By the time Nadine King was finally diagnosed with Crohn’s disease, she was averaging 30 trips to the bathroom daily.
It’s not information many sufferers of inflammatory bowel disease are ready to share, but for the president of the local chapter of the Crohn’s and Colitis Foundation of Canada, openness and education is key.
“A lot of people are concerned about telling their bosses because they’ll be looked at as someone who’d sickly and less reliable,” she said. “A lot of people never even tell their friends because they’re so ashamed of it, but I’ve never thought of it that way.”
Crohn’s causes inflammation and ulcers on any area of the gastrointestinal tract, from mouth to anus, but is usually located in the lower part of the small bowel and the upper end of the colon. Symptoms include abdominal pain, cramping, diarrhea, nausea, vomiting, weight loss and lack of energy. Colitis generally brings about similar symptoms as Crohn’s, but typically only affects only the colon. One of the hallmark’s of Crohn’s disease are false urges to use the washroom.
Like others with Crohn’s or ulcerative colitis – both called inflammatory bowel disease, the latter of which King was initially misdiagnosed with – she experienced symptoms of gastrointestinal upset for years. The flare culminated in months of bloody stool and false urges prior to a diagnoses. It left her sleep-deprived and completely depleted of iron stores, yet she continued to work full-time as a transportation engineer.
“I just willed through it and carried on,” King said.
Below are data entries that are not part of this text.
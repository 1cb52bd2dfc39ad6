/// Certificate chain verification and management
use crate::error::Result;
use jiff::Zoned;
use pem::parse_many;
use x509_parser::asn1_rs::FromDer;
use x509_parser::certificate::X509Certificate;
use x509_parser::prelude::GeneralName;
use x509_parser::prelude::ParsedExtension;

/// Certificate chain structure
#[derive(Debug, Clone)]
pub struct CertificateChain {
    /// The leaf certificate (first in chain)
    pub leaf: Vec<u8>,
    /// Intermediate certificates
    pub intermediates: Vec<Vec<u8>>,
    /// Root certificate (optional, usually not sent in TLS handshake)
    pub root: Option<Vec<u8>>,
}

impl CertificateChain {
    /// Create a new certificate chain from a list of PEM-encoded certificates
    pub fn from_pem(pem_data: &[u8]) -> Result<Self> {
        let mut certs = Vec::new();

        // Parse PEM
        for p in parse_many(pem_data)
            .map_err(|e| crate::error::AcmeError::crypto(format!("Failed to parse PEM: {}", e)))?
        {
            if p.tag() == "CERTIFICATE" {
                certs.push(p.contents().to_vec());
            }
        }

        if certs.is_empty() {
            return Err(crate::error::AcmeError::crypto(
                "No certificates found in PEM data",
            ));
        }

        let leaf = certs.remove(0);
        let intermediates = certs;

        Ok(Self {
            leaf,
            intermediates,
            root: None,
        })
    }

    /// Verify the certificate chain
    pub fn verify(&self) -> Result<()> {
        // Basic verification: check if certificates are valid X.509
        // In a real implementation, we would verify signatures, expiration, etc.

        // Verify leaf
        let (_, leaf_cert) = X509Certificate::from_der(&self.leaf).map_err(|e| {
            crate::error::AcmeError::crypto(format!("Invalid leaf certificate: {}", e))
        })?;

        // Check validity period
        let now = Zoned::now().timestamp().as_second();
        if leaf_cert.validity().not_after.timestamp() < now {
            return Err(crate::error::AcmeError::crypto("Leaf certificate expired"));
        }

        if leaf_cert.validity().not_before.timestamp() > now {
            return Err(crate::error::AcmeError::crypto(
                "Leaf certificate not yet valid",
            ));
        }

        // Verify intermediates
        for (i, cert_der) in self.intermediates.iter().enumerate() {
            let (_, cert) = X509Certificate::from_der(cert_der).map_err(|e| {
                crate::error::AcmeError::crypto(format!(
                    "Invalid intermediate certificate {}: {}",
                    i, e
                ))
            })?;

            if cert.validity().not_after.timestamp() < now {
                return Err(crate::error::AcmeError::crypto(format!(
                    "Intermediate certificate {} expired",
                    i
                )));
            }
        }

        // TODO: Verify signatures chain
        // This requires a more comprehensive crypto library or using rustls/openssl
        // For now, we just check structure and dates

        Ok(())
    }

    /// Get the leaf certificate common name
    pub fn common_name(&self) -> Result<String> {
        let (_, cert) = X509Certificate::from_der(&self.leaf).map_err(|e| {
            crate::error::AcmeError::crypto(format!("Invalid leaf certificate: {}", e))
        })?;

        for extension in cert.subject().iter_common_name() {
            if let Ok(cn) = extension.as_str() {
                return Ok(cn.to_string());
            }
        }

        Err(crate::error::AcmeError::crypto(
            "No Common Name found in certificate",
        ))
    }

    /// Get Subject Alternative Names (SANs)
    pub fn subject_alt_names(&self) -> Result<Vec<String>> {
        let (_, cert) = X509Certificate::from_der(&self.leaf).map_err(|e| {
            crate::error::AcmeError::crypto(format!("Invalid leaf certificate: {}", e))
        })?;

        let mut sans = Vec::new();

        for ext in cert.extensions() {
            if let ParsedExtension::SubjectAlternativeName(san_ext) = ext.parsed_extension() {
                for name in &san_ext.general_names {
                    if let GeneralName::DNSName(dns) = name {
                        sans.push(dns.to_string());
                    } else if let GeneralName::IPAddress(ip) = name {
                        // Convert IP bytes to string representation
                        if ip.len() == 4 {
                            let ip_addr = std::net::Ipv4Addr::new(ip[0], ip[1], ip[2], ip[3]);
                            sans.push(ip_addr.to_string());
                        } else if ip.len() == 16 {
                            let ip_addr = std::net::Ipv6Addr::from([
                                ip[0], ip[1], ip[2], ip[3], ip[4], ip[5], ip[6], ip[7], ip[8],
                                ip[9], ip[10], ip[11], ip[12], ip[13], ip[14], ip[15],
                            ]);
                            sans.push(ip_addr.to_string());
                        }
                    }
                }
            }
        }

        Ok(sans)
    }

    /// Get OCSP URL
    pub fn ocsp_url(&self) -> Result<Option<String>> {
        let (_, cert) = X509Certificate::from_der(&self.leaf).map_err(|e| {
            crate::error::AcmeError::crypto(format!("Invalid leaf certificate: {}", e))
        })?;

        for ext in cert.extensions() {
            if let ParsedExtension::AuthorityInfoAccess(aia) = ext.parsed_extension() {
                for access_desc in &aia.accessdescs {
                    if access_desc.access_method.to_string() == "1.3.6.1.5.5.7.48.1" {
                        // id-ad-ocsp
                        if let GeneralName::URI(uri) = access_desc.access_location {
                            return Ok(Some(uri.to_string()));
                        }
                    }
                }
            }
        }

        Ok(None)
    }
}

#[cfg(test)]
mod tests {
    use super::*;
    use rcgen::CertificateParams;

    #[test]
    fn test_certificate_chain_parsing() {
        // Generate a self-signed cert for testing
        let params = CertificateParams::new(vec!["example.com".to_string()]).unwrap();
        let key_pair = rcgen::KeyPair::generate().unwrap();
        let cert = params.self_signed(&key_pair).unwrap();
        let pem = cert.pem();

        let chain = CertificateChain::from_pem(pem.as_bytes()).unwrap();
        assert!(!chain.leaf.is_empty());
        assert!(chain.intermediates.is_empty());

        assert_eq!(chain.common_name().unwrap(), "example.com");
        assert_eq!(chain.subject_alt_names().unwrap(), vec!["example.com"]);
    }
}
Through her doctor, she got in touch with the Victoria chapter of the Crohn’s and Colitis Foundation of Canada and later became president of the non-profit organization. The group hosts several events throughout the year in Greater Victoria with the goal of raising awareness, sharing information and raising funding for medical research. Their biggest fundraising event is this weekend’s Fun Day in the Park, which last year raised more than $8,700 towards the national foundation. This year’s goal is $10,000.
After running the gamut of medications – including anti-inflammatory, immune suppressants and steroid medications – King is managing her symptoms through the intravenously-administered biological drug, Humira, but it’s not a cure.
“There’s always the unknown of when it’s going to come back – because it is going to come back – whether it’s in months or years.”
Crohn’s affects more women than men and is most common in North America and Europe. The disease tends to affect younger people, with most of the diagnoses given between the age of 15 and 30 years-old (King was 26).
Fun Day in the Park
What: A free concert (with Anjopa, the Paul Wainwright Band and The Archers); games; silent auction; massage therapy; reflexology; face-painting; and a bouncy castle – all to benefit The Crohn’s and Colitis Foundation of Canada’s research and education.
When: 11-4:30 p.m. July 23
Where: Gyro Park, Cadboro Bay
Closer to a cure
The Department of Paediatric Surgery at Christchurch Hospital in New Zealand reported last week that it has successfully grown contracting smooth muscle bowel cells.
The July 15 announcement is being lauded as a possible cure for people with Crohn’s as well as those born with intestinal abnormalities.
Spencer Beasley, head of the paediatric surgery unit, said the discovery could eventually provide an alternative to small bowel transplantation and avoid all the issues of inadequate availability of donors, as well as all the problems around rejection and immunosuppression.